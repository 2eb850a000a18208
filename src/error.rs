//! Error taxonomy shared by the loading layer and the chart pipeline.

use thiserror::Error;

#[derive(Debug, Error)]
pub enum Error {
    /// An artifact could not be fetched or is not parseable at all.
    #[error("source '{location}' unavailable: {reason}")]
    SourceUnavailable { location: String, reason: String },

    /// An artifact parsed but its shape is not what the dashboard expects.
    #[error("schema error: {0}")]
    Schema(String),

    #[error("area '{0}' not found in snapshot")]
    NotFound(String),

    #[error("invalid area '{0}'")]
    InvalidArea(String),

    /// Too few points to establish a plot range or a difference.
    #[error("series for '{0}' has no usable data points")]
    EmptySeries(String),
}

impl Error {
    pub fn unavailable(location: &str, reason: impl ToString) -> Self {
        Error::SourceUnavailable {
            location: location.to_string(),
            reason: reason.to_string(),
        }
    }

    /// Errors a caller can recover from by showing a different view.
    pub fn is_recoverable(&self) -> bool {
        matches!(
            self,
            Error::NotFound(_) | Error::InvalidArea(_) | Error::EmptySeries(_)
        )
    }
}

pub type Result<T> = std::result::Result<T, Error>;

--------

▶ [Assignment]: Copy each line of the material where "InvalidArea" is found.

▶ [Reply to the exercise]:
    InvalidArea(String),
            Error::NotFound(_) | Error::InvalidArea(_) | Error::EmptySeries(_)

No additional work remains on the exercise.